Un señor está convencido de que alcanzará la felicidad cuando posea tantas tierras como las de su vecino. Aunque posee una familia y lo necesario para vivir, todos los días se asoma por la ventana y su mirada se pierde en el vasto horizonte sin llegar a percibir el límite de las posesiones de su envidiado vecino.
Llega un día en que el vecino le ofrece tantas tierras como él mismo pueda alcanzar a recorrer a la máxima velocidad y sin detenerse, desde el inicio del día hasta la puesta del sol. Este señor se dirige al lugar en donde le han ofrecido iniciar con esa generosa oferta.
Se prepara para su gran oportunidad. Al escuchar el disparo sale como si fuera una bala. Corriendo bajo el sol de la mañana, no mira ni a derecha ni a izquierda; corre bajo la luz cegadora, y el calor ardiente. Sin detenerse a comer o a descansar, continúa su recorrido agobiante y abrumador. Y cuando el sol se pone, tambaleándose, completa su recorrido.

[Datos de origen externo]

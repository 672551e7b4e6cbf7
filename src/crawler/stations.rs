use crate::api::{Endpoint, FetchError, StationListQuery};
use crate::crawler::resolve::resolve_station_response;
use crate::crawler::{CrawlAbort, Crawler, Pacer, StageReport};
use crate::model::{City, CityInfo, CityStations};
use crate::publish::{Category, Publisher};
use serde_json::Value;
use std::time::Duration;

impl Crawler {
    /// Fetches the first page of stations around a city's centre
    pub async fn fetch_stations_for_city(&self, city: &City) -> Result<Value, FetchError> {
        let api = self.api.api();
        let query = StationListQuery {
            sort_type: api.sort_type,
            uid: &api.uid,
            channel_id: api.channel_id,
            page_index: 1,
            page_size: api.page_size,
            lat: &city.city_lat,
            lng: &city.city_lng,
            city_code: &city.city_code,
        };

        self.api.post(Endpoint::StationList, &query).await
    }

    /// Fetches station lists for every city, in order
    ///
    /// `delay` is slept after each city except the last, whether or not
    /// its fetch succeeded. Each success is published immediately as a
    /// station-list message when a publisher is given; failed cities are
    /// left out of the records and listed in the report's failures.
    pub async fn crawl_all_cities(
        &self,
        cities: &[City],
        delay: Duration,
        mut publisher: Option<&mut Publisher>,
    ) -> StageReport<CityStations> {
        let mut report = StageReport::new();
        let mut pacer = Pacer::new(delay);
        let total = cities.len();

        tracing::info!("Crawling station lists for {} cities...", total);

        for (index, city) in cities.iter().enumerate() {
            let code = city.code();
            let name = city.display_name();
            tracing::info!("[{}/{}] Fetching stations for {}", index + 1, total, name);
            report.attempted += 1;

            match self.fetch_stations_for_city(city).await {
                Ok(response) => {
                    let entry = CityStations {
                        city_info: CityInfo::from(city),
                        station_data: response,
                    };
                    tracing::info!(
                        "  ✓ {}: {} stations",
                        name,
                        resolve_station_response(&entry.station_data).len()
                    );

                    if let Some(publisher) = publisher.as_deref_mut() {
                        match publisher.publish(Category::StationList, &entry).await {
                            Ok(_) => report.published += 1,
                            Err(e) => {
                                tracing::warn!(
                                    "  × Failed to publish station list for {}: {}",
                                    name,
                                    e
                                );
                                report.publish_failures += 1;
                            }
                        }
                    }

                    report.records.insert(code, entry);
                }
                Err(e) => {
                    tracing::warn!("  × Failed to fetch stations for {}: {}", name, e);
                    report.record_failure(&code, &name, e);
                }
            }

            if index + 1 < total {
                pacer.pause().await;
            }
        }

        report.pauses = pacer.pauses();
        report
    }

    /// Fetches the city list, then every city's stations
    ///
    /// Stops before the station stage when no city could be listed.
    pub async fn get_all_stations(
        &self,
        publisher: Option<&mut Publisher>,
    ) -> Result<StageReport<CityStations>, CrawlAbort> {
        let cities = self.fetch_cities().await.map_err(CrawlAbort::Cities)?;
        if cities.is_empty() {
            tracing::error!("City list is empty, nothing to crawl");
            return Err(CrawlAbort::NoCities);
        }

        Ok(self
            .crawl_all_cities(&cities, self.pacing.station_list_delay(), publisher)
            .await)
    }
}
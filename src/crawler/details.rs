use crate::api::{Endpoint, FetchError, StationDetailQuery};
use crate::crawler::resolve::{resolve_station_response, StationArray};
use crate::crawler::{CrawlAbort, Crawler, Pacer, StageReport};
use crate::model::{CityStations, StationDetails, StationRef};
use crate::publish::{Category, Publisher};
use indexmap::IndexMap;
use serde_json::Value;
use std::time::Duration;

/// Stations of one city, queued for detail fetches
#[derive(Debug, Clone)]
pub struct CityBatch {
    pub city_code: String,
    pub city_name: String,
    pub stations: Vec<StationRef>,
}

/// Flattens station-list results into the detail worklist
///
/// Cities keep their insertion order and stations the order of their
/// resolved array. The result depends only on `stations`, so building it
/// twice from the same input yields the same worklist.
pub fn station_worklist(stations: &IndexMap<String, CityStations>) -> Vec<CityBatch> {
    stations
        .iter()
        .map(|(city_code, city)| {
            let city_name = city.city_name();
            let resolved = resolve_station_response(&city.station_data);
            match resolved {
                StationArray::NotAnArray { key } => {
                    tracing::warn!("{}: '{}' is not an array, no stations", city_name, key);
                }
                StationArray::Unresolved => {
                    tracing::warn!("{}: no station array in response", city_name);
                }
                _ => {}
            }

            let refs = resolved
                .items()
                .iter()
                .filter_map(|value| {
                    let station = StationRef::from_entry(value, &city.city_info.city_code);
                    if station.is_none() {
                        tracing::warn!("{}: skipping non-object station entry", city_name);
                    }
                    station
                })
                .collect();

            CityBatch {
                city_code: city_code.clone(),
                city_name,
                stations: refs,
            }
        })
        .collect()
}

impl Crawler {
    /// Fetches the detail record of one station
    pub async fn fetch_detail(&self, station: &StationRef) -> Result<Value, FetchError> {
        let api = self.api.api();
        let query = StationDetailQuery {
            uid: &api.uid,
            channel_id: api.channel_id,
            lat: &station.station_lat,
            lng: &station.station_lng,
            city_code: &station.city_code,
            station_id: &station.station_id,
        };

        self.api.post(Endpoint::StationDetail, &query).await
    }

    /// Fetches details for every station of every city, one at a time
    ///
    /// `delay` is slept after each station except the last one of the whole
    /// worklist. Successes are published as station-detail messages when a
    /// publisher is given; failed stations are listed in the report.
    pub async fn crawl_all_stations(
        &self,
        stations: &IndexMap<String, CityStations>,
        delay: Duration,
        mut publisher: Option<&mut Publisher>,
    ) -> StageReport<StationDetails> {
        let mut report = StageReport::new();
        let mut pacer = Pacer::new(delay);

        let batches = station_worklist(stations);
        let total: usize = batches.iter().map(|batch| batch.stations.len()).sum();
        tracing::info!("Crawling details for {} stations...", total);

        let mut current = 0;
        for batch in batches {
            tracing::info!(
                "Processing city: {} ({} stations)",
                batch.city_name,
                batch.stations.len()
            );

            for station in batch.stations {
                current += 1;
                let id = station.id();
                let name = station.name();
                tracing::info!(
                    "[{}/{}] Fetching details for {} ({})",
                    current,
                    total,
                    name,
                    id
                );
                report.attempted += 1;

                match self.fetch_detail(&station).await {
                    Ok(detail) => {
                        let record = StationDetails {
                            station_info: station,
                            detail_data: detail,
                        };
                        tracing::info!("  ✓ Fetched details for {}", name);

                        if let Some(publisher) = publisher.as_deref_mut() {
                            match publisher.publish(Category::StationDetail, &record).await {
                                Ok(_) => report.published += 1,
                                Err(e) => {
                                    tracing::warn!(
                                        "  × Failed to publish details for {}: {}",
                                        name,
                                        e
                                    );
                                    report.publish_failures += 1;
                                }
                            }
                        }

                        report.records.insert(id, record);
                    }
                    Err(e) => {
                        tracing::warn!("  × Failed to fetch details for {}: {}", name, e);
                        report.record_failure(&id, &name, e);
                    }
                }

                if current < total {
                    pacer.pause().await;
                }
            }
        }

        report.pauses = pacer.pauses();
        report
    }

    /// Runs the city and station stages, then fetches every station's details
    ///
    /// Station-list messages are published on the way, like a standalone
    /// station run. Stops early when the earlier stages collected nothing.
    pub async fn get_all_station_details(
        &self,
        mut publisher: Option<&mut Publisher>,
    ) -> Result<StageReport<StationDetails>, CrawlAbort> {
        let listing = self.get_all_stations(publisher.as_deref_mut()).await?;
        if listing.is_empty() {
            tracing::error!("No station lists collected, nothing to crawl");
            return Err(CrawlAbort::NoStations {
                attempted: listing.attempted,
                failed: listing.failures.len(),
            });
        }

        tracing::info!("Collected station lists for {} cities", listing.len());

        Ok(self
            .crawl_all_stations(
                &listing.records,
                self.pacing.station_detail_delay(),
                publisher,
            )
            .await)
    }
}
use crate::common::*;
use indexmap::IndexMap;
use serde_json::json;
use station_crawler::crawler::CrawlAbort;
use station_crawler::model::{CityInfo, CityStations};
use station_crawler::publish::Category;
use station_crawler::FailureKind;
use std::time::Duration;
use wiremock::matchers::{body_json, header, method, path};
use wiremock::{Mock, MockServer, ResponseTemplate};

fn beijing_listing() -> IndexMap<String, CityStations> {
    let mut stations = IndexMap::new();
    stations.insert(
        "110000".to_string(),
        CityStations {
            city_info: CityInfo::from(&beijing()),
            station_data: beijing_stations(),
        },
    );
    stations
}

#[tokio::test]
async fn test_station_detail_end_to_end() {
    let mock_server = MockServer::start().await;

    Mock::given(method("POST"))
        .and(path(STATION_DETAIL_PATH))
        .and(body_json(json!({
            "uid": "400183577804986524",
            "channelId": 6,
            "lat": 39.91,
            "lng": 116.41,
            "cityCode": "110000",
            "stationId": "S1"
        })))
        .and(header(
            "referer",
            "https://static.chocolateswap.com/pages/station-details/index",
        ))
        .respond_with(
            ResponseTemplate::new(200).set_body_json(json!({"code": 10000, "data": {"power": 80}})),
        )
        .expect(1)
        .mount(&mock_server)
        .await;

    let crawler = test_crawler(&mock_server, Duration::ZERO, Duration::ZERO);
    let (mut publisher, sink) = recording_publisher().await;

    let report = crawler
        .crawl_all_stations(&beijing_listing(), Duration::from_millis(300), Some(&mut publisher))
        .await;

    assert_eq!(
        serde_json::to_value(&report.records).unwrap(),
        json!({
            "S1": {
                "station_info": {
                    "stationId": "S1",
                    "stationLat": 39.91,
                    "stationLng": 116.41,
                    "cityCode": "110000",
                    "stationName": "Station A"
                },
                "detail_data": {"code": 10000, "data": {"power": 80}}
            }
        })
    );
    assert_eq!(report.pauses, 0);

    let messages = sink.messages();
    assert_eq!(messages.len(), 1);
    assert_eq!(messages[0].category(), Some(Category::StationDetail));
    assert_eq!(messages[0].data_json["detail_data"]["data"]["power"], 80);
    assert_eq!(messages[0].data_json["station_info"]["stationId"], "S1");
}

#[tokio::test]
async fn test_failed_station_is_skipped_and_still_paced() {
    let mock_server = MockServer::start().await;
    mount_station_detail(&mock_server, "S1", json!({"code": 10000, "data": {"power": 80}})).await;
    mount_station_detail(&mock_server, "S2", json!({"code": 30002, "msg": "offline"})).await;
    mount_station_detail(&mock_server, "H1", json!({"code": 10000, "data": {"power": 15}})).await;

    let mut stations = beijing_listing();
    stations.get_mut("110000").unwrap().station_data = json!({
        "code": 10000,
        "data": {"pageObject": [{"stationId": "S1"}, {"stationId": "S2"}]}
    });
    stations.insert(
        "330100".to_string(),
        CityStations {
            city_info: CityInfo::from(&city("Hangzhou", "330100")),
            station_data: json!({"code": 10000, "data": {"total": 1, "rows": [{"stationId": "H1"}]}}),
        },
    );

    let crawler = test_crawler(&mock_server, Duration::ZERO, Duration::ZERO);
    let (mut publisher, sink) = recording_publisher().await;

    let report = crawler
        .crawl_all_stations(&stations, Duration::from_millis(5), Some(&mut publisher))
        .await;

    let ids: Vec<_> = report.records.keys().cloned().collect();
    assert_eq!(ids, vec!["S1", "H1"]);
    assert_eq!(report.records["H1"].station_info.city_code, "330100");
    assert_eq!(report.attempted, 3);
    assert_eq!(report.failures.len(), 1);
    assert_eq!(report.failures[0].key, "S2");
    assert_eq!(report.failures_of(FailureKind::Business), 1);
    assert_eq!(report.pauses, 2);
    assert_eq!(sink.count(Category::StationDetail), 2);
}

#[tokio::test]
async fn test_cities_without_station_array_contribute_nothing() {
    let mock_server = MockServer::start().await;

    let mut stations = beijing_listing();
    stations.get_mut("110000").unwrap().station_data = json!({"code": 10000, "data": {"total": 0}});

    let crawler = test_crawler(&mock_server, Duration::ZERO, Duration::ZERO);
    let report = crawler
        .crawl_all_stations(&stations, Duration::from_millis(300), None)
        .await;

    assert!(report.is_empty());
    assert_eq!(report.attempted, 0);
    assert_eq!(report.pauses, 0);
    assert_eq!(requests_to(&mock_server, STATION_DETAIL_PATH).await, 0);
}

#[tokio::test]
async fn test_transport_failure_per_station() {
    let mock_server = MockServer::start().await;
    Mock::given(method("POST"))
        .and(path(STATION_DETAIL_PATH))
        .respond_with(ResponseTemplate::new(500))
        .mount(&mock_server)
        .await;

    let crawler = test_crawler(&mock_server, Duration::ZERO, Duration::ZERO);
    let report = crawler
        .crawl_all_stations(&beijing_listing(), Duration::ZERO, None)
        .await;

    assert!(report.is_empty());
    assert_eq!(report.failures_of(FailureKind::Transport), 1);
    assert_eq!(report.failures[0].error.status(), Some(500));
}

#[tokio::test]
async fn test_full_detail_run() {
    let mock_server = MockServer::start().await;
    mount_cities(
        &mock_server,
        json!({"code": 10000, "data": [{"areaInfoDtoList": [beijing_record()]}]}),
    )
    .await;
    mount_station_list(&mock_server, "110000", beijing_stations()).await;
    mount_station_detail(&mock_server, "S1", json!({"code": 10000, "data": {"power": 80}})).await;

    let crawler = test_crawler(&mock_server, Duration::ZERO, Duration::ZERO);
    let (mut publisher, sink) = recording_publisher().await;

    let report = crawler
        .get_all_station_details(Some(&mut publisher))
        .await
        .expect("Detail crawl aborted");

    assert_eq!(report.len(), 1);
    assert_eq!(report.records["S1"].detail_data["data"]["power"], 80);
    assert_eq!(sink.count(Category::StationList), 1);
    assert_eq!(sink.count(Category::StationDetail), 1);

    let batch_times: Vec<_> = sink
        .messages()
        .into_iter()
        .map(|message| message.dc_batch_time)
        .collect();
    assert_eq!(batch_times[0], batch_times[1]);
}

#[tokio::test]
async fn test_detail_run_aborts_without_station_lists() {
    let mock_server = MockServer::start().await;
    mount_cities(
        &mock_server,
        json!({"code": 10000, "data": [{"areaInfoDtoList": [beijing_record()]}]}),
    )
    .await;
    mount_station_list(&mock_server, "110000", json!({"code": 20001, "msg": "busy"})).await;

    let crawler = test_crawler(&mock_server, Duration::ZERO, Duration::ZERO);
    let result = crawler.get_all_station_details(None).await;

    assert!(matches!(
        result,
        Err(CrawlAbort::NoStations {
            attempted: 1,
            failed: 1
        })
    ));
    assert_eq!(requests_to(&mock_server, STATION_DETAIL_PATH).await, 0);
}

#[tokio::test]
async fn test_upstream_field_types_reach_requests_and_records_unchanged() {
    let mock_server = MockServer::start().await;
    let city_record = json!({
        "cityName": "Hangzhou",
        "cityCode": 330100,
        "cityLat": "30.2741",
        "cityLng": "120.1551",
        "provinceName": "Zhejiang"
    });
    let station_list = json!({
        "code": 10000,
        "data": {"list": [{"stationId": 9001, "stationLat": "30.28", "stationLng": 120.16, "stationName": null}]}
    });

    Mock::given(method("POST"))
        .and(path(STATION_LIST_PATH))
        .and(body_json(json!({
            "sortType": 1,
            "uid": "400183577804986524",
            "channelId": 6,
            "pageIndex": 1,
            "pageSize": 100,
            "lat": "30.2741",
            "lng": "120.1551",
            "cityCode": 330100
        })))
        .respond_with(ResponseTemplate::new(200).set_body_json(station_list.clone()))
        .expect(1)
        .mount(&mock_server)
        .await;
    Mock::given(method("POST"))
        .and(path(STATION_DETAIL_PATH))
        .and(body_json(json!({
            "uid": "400183577804986524",
            "channelId": 6,
            "lat": "30.28",
            "lng": 120.16,
            "cityCode": 330100,
            "stationId": 9001
        })))
        .respond_with(ResponseTemplate::new(200).set_body_json(json!({"code": 10000, "data": {"power": 60}})))
        .expect(1)
        .mount(&mock_server)
        .await;

    let crawler = test_crawler(&mock_server, Duration::ZERO, Duration::ZERO);
    let (mut publisher, sink) = recording_publisher().await;
    let city = serde_json::from_value(city_record).unwrap();

    let listing = crawler
        .crawl_all_cities(&[city], Duration::ZERO, Some(&mut publisher))
        .await;
    assert_eq!(
        serde_json::to_value(&listing.records["330100"].city_info).unwrap(),
        json!({"cityName": "Hangzhou", "cityCode": 330100, "provinceName": "Zhejiang"})
    );

    let details = crawler
        .crawl_all_stations(&listing.records, Duration::ZERO, Some(&mut publisher))
        .await;
    let expected_info = json!({
        "stationId": 9001,
        "stationLat": "30.28",
        "stationLng": 120.16,
        "cityCode": 330100,
        "stationName": null
    });
    assert_eq!(
        serde_json::to_value(&details.records["9001"].station_info).unwrap(),
        expected_info
    );

    let messages = sink.messages();
    assert_eq!(messages.len(), 2);
    assert_eq!(messages[0].data_json["city_info"]["cityCode"], 330100);
    assert_eq!(messages[1].data_json["station_info"], expected_info);
}
//! Locating the station array inside a station-list response
//!
//! The platform has not been consistent about where the array lives in
//! `data`. Named keys are tried in a fixed order (`pageObject`,
//! `stationList`, `list`); when none is present the first array-valued
//! field, in the order the response declared it, is used.

use serde_json::Value;

/// Keys checked, highest priority first
pub const STATION_ARRAY_KEYS: [&str; 3] = ["pageObject", "stationList", "list"];

/// Outcome of resolving a station array
#[derive(Debug, Clone, Copy, PartialEq)]
pub enum StationArray<'a> {
    /// Found under one of [`STATION_ARRAY_KEYS`]
    Named { key: &'static str, items: &'a [Value] },

    /// Found as the first array-valued field
    FirstArray { key: &'a str, items: &'a [Value] },

    /// A named key was present but did not hold an array
    NotAnArray { key: &'static str },

    /// Nothing usable in the response
    Unresolved,
}

impl<'a> StationArray<'a> {
    /// The resolved entries; empty unless an array was found
    pub fn items(&self) -> &'a [Value] {
        match *self {
            Self::Named { items, .. } | Self::FirstArray { items, .. } => items,
            Self::NotAnArray { .. } | Self::Unresolved => &[],
        }
    }

    pub fn len(&self) -> usize {
        self.items().len()
    }

    pub fn is_empty(&self) -> bool {
        self.items().is_empty()
    }

    /// Field the entries were taken from
    pub fn key(&self) -> Option<&'a str> {
        match *self {
            Self::Named { key, .. } | Self::NotAnArray { key } => Some(key),
            Self::FirstArray { key, .. } => Some(key),
            Self::Unresolved => None,
        }
    }
}

/// Resolves the station array of a `data` section
///
/// A present named key always wins, even when its value is not an array.
pub fn resolve_station_array(data: &Value) -> StationArray<'_> {
    let Some(fields) = data.as_object() else {
        return StationArray::Unresolved;
    };

    for key in STATION_ARRAY_KEYS {
        if let Some(value) = fields.get(key) {
            return match value.as_array() {
                Some(items) => StationArray::Named { key, items },
                None => StationArray::NotAnArray { key },
            };
        }
    }

    fields
        .iter()
        .find_map(|(key, value)| {
            value.as_array().map(|items| StationArray::FirstArray {
                key: key.as_str(),
                items,
            })
        })
        .unwrap_or(StationArray::Unresolved)
}

/// Resolves the station array of a full station-list response
pub fn resolve_station_response(response: &Value) -> StationArray<'_> {
    match response.get("data") {
        Some(data) => resolve_station_array(data),
        None => StationArray::Unresolved,
    }
}
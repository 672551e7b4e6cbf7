use std::time::Duration;

/// Fixed pause between consecutive upstream requests of a stage
///
/// The crawl is sequential, so a plain sleep between items is the whole
/// rate limit. The pacer counts its pauses so callers can check where
/// they were applied.
#[derive(Debug, Clone)]
pub struct Pacer {
    interval: Duration,
    pauses: u32,
}

impl Pacer {
    pub fn new(interval: Duration) -> Self {
        Self {
            interval,
            pauses: 0,
        }
    }

    pub fn interval(&self) -> Duration {
        self.interval
    }

    /// Number of pauses taken so far
    pub fn pauses(&self) -> u32 {
        self.pauses
    }

    /// Suspends the crawl for one interval
    pub async fn pause(&mut self) {
        if !self.interval.is_zero() {
            tokio::time::sleep(self.interval).await;
        }
        self.pauses += 1;
    }
}
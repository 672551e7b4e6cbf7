use crate::api::error::FetchError;
use crate::config::{ApiConfig, Config, HttpConfig};
use crate::{ConfigError, CrawlerError};
use reqwest::header::{
    HeaderMap, HeaderName, HeaderValue, ACCEPT, ACCEPT_LANGUAGE, ORIGIN, REFERER,
};
use reqwest::{Client, Proxy};
use serde::de::Error as _;
use serde::Serialize;
use serde_json::Value;
use url::Url;

/// The Android web-view user agent the platform's app sends
const USER_AGENT: &str = "Mozilla/5.0 (Linux; Android 10; GM1910 Build/QKQ1.190716.003; wv) \
AppleWebKit/537.36 (KHTML, like Gecko) Version/4.0 Chrome/85.0.4183.101 Mobile Safari/537.36\
kWebUserAgent.bsapp_android";

const WEB_ORIGIN: &str = "https://static.chocolateswap.com";

/// App-identifying header value
const REQUESTED_WITH: &str = "com.caes.choco.bs";

/// The three upstream endpoints
#[derive(Debug, Clone, Copy, PartialEq, Eq)]
pub enum Endpoint {
    CityInfo,
    StationList,
    StationDetail,
}

impl Endpoint {
    pub fn path(&self) -> &'static str {
        match self {
            Self::CityInfo => "/ps-base-api/area/manage/queryCityInfo",
            Self::StationList => "/station/search/queryStationList",
            Self::StationDetail => "/station/search/queryStationDetail",
        }
    }

    /// Page of the web front end that issues this request
    fn referer(&self) -> &'static str {
        match self {
            Self::CityInfo => {
                "https://static.chocolateswap.com/pages/subPackageFeature/city-select/index"
            }
            Self::StationList => "https://static.chocolateswap.com/pages/home/index",
            Self::StationDetail => "https://static.chocolateswap.com/pages/station-details/index",
        }
    }
}

/// Builds the HTTP client shared by every stage of a run
///
/// # Arguments
///
/// * `config` - The HTTP transport configuration
///
/// # Returns
///
/// * `Ok(Client)` - Client with the platform's header set, timeout, and proxy
/// * `Err(CrawlerError)` - The proxy address or TLS backend was rejected
pub fn build_http_client(config: &HttpConfig) -> Result<Client, CrawlerError> {
    let mut headers = HeaderMap::new();
    headers.insert(ACCEPT, HeaderValue::from_static("*/*"));
    headers.insert(ORIGIN, HeaderValue::from_static(WEB_ORIGIN));
    headers.insert(
        HeaderName::from_static("x-requested-with"),
        HeaderValue::from_static(REQUESTED_WITH),
    );
    headers.insert(
        ACCEPT_LANGUAGE,
        HeaderValue::from_static("zh-CN,zh;q=0.9,en-US;q=0.8,en;q=0.7"),
    );
    headers.insert(
        HeaderName::from_static("sec-fetch-site"),
        HeaderValue::from_static("same-site"),
    );
    headers.insert(
        HeaderName::from_static("sec-fetch-mode"),
        HeaderValue::from_static("cors"),
    );
    headers.insert(
        HeaderName::from_static("sec-fetch-dest"),
        HeaderValue::from_static("empty"),
    );

    let mut builder = Client::builder()
        .user_agent(USER_AGENT)
        .default_headers(headers)
        .timeout(config.timeout())
        .danger_accept_invalid_certs(!config.verify_tls)
        .gzip(true)
        .brotli(true);

    if config.use_proxy {
        let address = proxy_address(&config.proxy_url);
        let proxy = Proxy::all(address.as_str()).map_err(|source| CrawlerError::Proxy {
            url: address.clone(),
            source,
        })?;
        builder = builder.proxy(proxy);
    } else {
        builder = builder.no_proxy();
    }

    Ok(builder.build()?)
}

/// Proxy addresses are configured as `host:port`; reqwest wants a scheme
fn proxy_address(raw: &str) -> String {
    let raw = raw.trim();
    if raw.contains("://") {
        raw.to_string()
    } else {
        format!("http://{}", raw)
    }
}

/// Splits a response into success or a business failure
///
/// Only a numeric `code` equal to `success_code` counts as success; `10000`
/// and `10000.0` both match, the string `"10000"` does not.
pub fn check_business_code(body: Value, success_code: i64) -> Result<Value, FetchError> {
    if !body.is_object() {
        return Err(FetchError::Malformed(serde_json::Error::custom(
            "expected a JSON object",
        )));
    }

    if body.get("code").is_some_and(|code| is_success(code, success_code)) {
        return Ok(body);
    }

    let code = body.get("code").cloned().unwrap_or(Value::Null);
    let message = match body.get("msg") {
        Some(Value::String(s)) => s.clone(),
        Some(Value::Null) | None => "None".to_string(),
        Some(other) => other.to_string(),
    };
    Err(FetchError::Business { code, message })
}

fn is_success(code: &Value, success_code: i64) -> bool {
    match code.as_i64() {
        Some(code) => code == success_code,
        None => code.as_f64() == Some(success_code as f64),
    }
}

/// Client for the platform gateway
#[derive(Debug, Clone)]
pub struct ApiClient {
    client: Client,
    base_url: Url,
    api: ApiConfig,
}

impl ApiClient {
    /// Creates a client from the run configuration
    pub fn new(config: &Config) -> Result<Self, CrawlerError> {
        let client = build_http_client(&config.http)?;
        Self::with_client(client, &config.http.base_url, config.api.clone())
    }

    /// Creates a client around an existing reqwest client
    pub fn with_client(
        client: Client,
        base_url: &str,
        api: ApiConfig,
    ) -> Result<Self, CrawlerError> {
        let base_url = Url::parse(base_url)
            .map_err(|e| ConfigError::InvalidUrl(format!("Invalid base_url: {}", e)))?;
        Ok(Self {
            client,
            base_url,
            api,
        })
    }

    /// Fixed request parameters sent alongside every query
    pub fn api(&self) -> &ApiConfig {
        &self.api
    }

    pub fn endpoint_url(&self, endpoint: Endpoint) -> Url {
        let mut url = self.base_url.clone();
        url.set_path(endpoint.path());
        url
    }

    /// POSTs a JSON body and returns the full response on business success
    ///
    /// # Errors
    ///
    /// | Condition | Error |
    /// |-----------|-------|
    /// | Connection refused, DNS, timeout | `Transport` |
    /// | Non-2xx HTTP status | `Transport` |
    /// | Body is not a JSON object | `Malformed` |
    /// | `code` differs from the success code | `Business` |
    pub async fn post<T>(&self, endpoint: Endpoint, payload: &T) -> Result<Value, FetchError>
    where
        T: Serialize + ?Sized,
    {
        let mut request = self
            .client
            .post(self.endpoint_url(endpoint))
            .header(REFERER, endpoint.referer())
            .json(payload);

        if endpoint == Endpoint::CityInfo {
            request = request.header("ps-mode-type", "1");
        }

        let response = request.send().await?.error_for_status()?;
        let text = response.text().await?;
        let body: Value = serde_json::from_str(&text)?;

        check_business_code(body, self.api.success_code)
    }
}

¡Victoria! ¡Éxito! ¡Ha realizado el sueño de toda su vida! Y cuando aquel hombre le dice que volteé a mirar todas sus posesiones, el señor voltea y cae muerto.
La avaricia puede llevar a la persona a perderlo todo. En cambio, la generosidad, el compartir; el desprendimiento y la solidaridad dan felicidad.
Cuando un día, el hombre, tiene el dinero que siempre quiso tener, se da cuenta de que la vida se le ha ido, que la familia ya no se encuentra a su lado, que aquellos que realmente le amaban ya se han marchado, cansados ellos mismos por sus tantas y frecuentes ausencias. Hemos renunciado a la sabiduría que proviene de Dios.